Caritas italiana continua ad essere in prima linea al fianco della popolazione ucraina, a sopporto di Caritas Ucraina e Caritas Spes. Si lavora tanto sull’emergenza, una fase che non solo non è finita ma si è rafforzata. «La fase emergenziale è acuta ed è anche differente rispetto alle fasi iniziali di due anni e mezzo fa», continua Fusaro, «è un’emergenza che porta con sé tutte le conseguenze di un lungo conflitto. Una crisi di queste dimensioni comporta un intervento emergenziale importante, strutturato. Noi ci siamo, a sostegno delle reti locali delle Caritas, che stanno facendo un lavoro enorme al fianco delle Chiese greco-cattolica e latina, con tutte le fatiche conseguenti, i rischi di chi opera vicino alle zone del fronte, e anche di chi si prende cura della riabilitazione delle vittime della guerra e degli sfollati nelle altre zone del Paese». E aggiunge: «L’inasprimento della legge marziale limita in qualche modo la capacità di risposta, sia in termini di risorse economiche, sia in termini di risorse umane: abbiamo colleghi che hanno paura di svolgere le loro funzioni perché a rischio di essere chiamati alle armi. La situazione è molto complessa: è molto faticoso ora programmare sul lungo periodo, così come fermarsi e pensare quali siano le risposte giuste da dare».

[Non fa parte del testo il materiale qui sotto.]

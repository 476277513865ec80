//! The agent's tick loop.

use noesis_planner::{InstantClock, PlanDecision, Progress, Resumable};
use tokio::sync::mpsc;
use tokio::time::{interval, MissedTickBehavior};
use tracing::{debug, error, info, warn};

use crate::state::{AppState, PerceptReport};

/// Drives plan decisions a tick at a time.
///
/// Queued percepts are written to the mind only while no decision is in
/// flight, so a decision always sees one unchanging snapshot.
pub struct Engine {
    state: AppState,
    percepts: mpsc::Receiver<PerceptReport>,
    decision: Option<PlanDecision>,
    deciding: u64,
    decided: Option<u64>,
}

impl Engine {
    /// Create a new engine.
    pub fn new(state: AppState, percepts: mpsc::Receiver<PerceptReport>) -> Self {
        Self {
            state,
            percepts,
            decision: None,
            deciding: 0,
            decided: None,
        }
    }

    /// Run the engine's main loop.
    pub async fn run(mut self) {
        info!("Engine started");
        let mut ticker = interval(self.state.config.planner.tick_interval());
        ticker.set_missed_tick_behavior(MissedTickBehavior::Skip);
        loop {
            ticker.tick().await;
            self.tick().await;
        }
    }

    /// One tick: absorb percepts if idle, then advance the current decision.
    pub async fn tick(&mut self) {
        if self.decision.is_none() {
            self.apply_percepts().await;

            let view = self.state.mind.read().await.view();
            if self.decided == Some(view.generation()) {
                return;
            }
            debug!("Deciding plan at generation {}", view.generation());
            self.deciding = view.generation();
            self.decision = Some(PlanDecision::new(view, self.state.config.planner.clone()));
        }

        let Some(decision) = self.decision.as_mut() else {
            return;
        };
        let progress = decision.resume(&InstantClock::start());
        match progress {
            Ok(Progress::Suspended) => {}
            Ok(Progress::Complete(plan)) => {
                self.decision = None;
                self.decided = Some(self.deciding);
                let record = self.state.record_plan(plan, self.deciding).await;
                info!(
                    "Plan {} decided: {} action(s)",
                    record.id,
                    record.plan.actions.len()
                );
            }
            Err(e) => {
                error!("Plan decision failed: {}", e);
                self.decision = None;
                self.decided = Some(self.deciding);
            }
        }
    }

    async fn apply_percepts(&mut self) {
        while let Ok(report) = self.percepts.try_recv() {
            if let Err(e) = self.apply(&report).await {
                warn!("Dropping percept {}: {}", report.characteristic, e);
            }
        }
    }

    async fn apply(&self, report: &PerceptReport) -> noesis_core::Result<()> {
        let characteristic = self.state.lexicon.read().await.word(&report.characteristic)?;
        let symbol = self
            .state
            .mind
            .write()
            .await
            .construct_percept(&characteristic, report.location)?;
        debug!("Percept {} is {}", symbol, report.characteristic);
        Ok(())
    }

    /// Returns true while a decision is in flight.
    #[cfg(test)]
    pub fn is_deciding(&self) -> bool {
        self.decision.is_some()
    }
}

Intanto, il Governo ucraino ha annunciato un ricambio di oltre il 50 per cento dei suoi ministri, dopo le dimissioni del ministro degli Esteri Kuleba – in carica del 2020 e figura centrale nelle relazioni diplomatiche con i Paesi europei e occidentali dall’inizio della guerra – che seguono le dimissioni di altri cinque ministri (due vice-ministre e i ministri della Giustizia, dell’Ambiente e delle Industrie strategiche, quest’ultimo responsabile della produzione degli armamenti).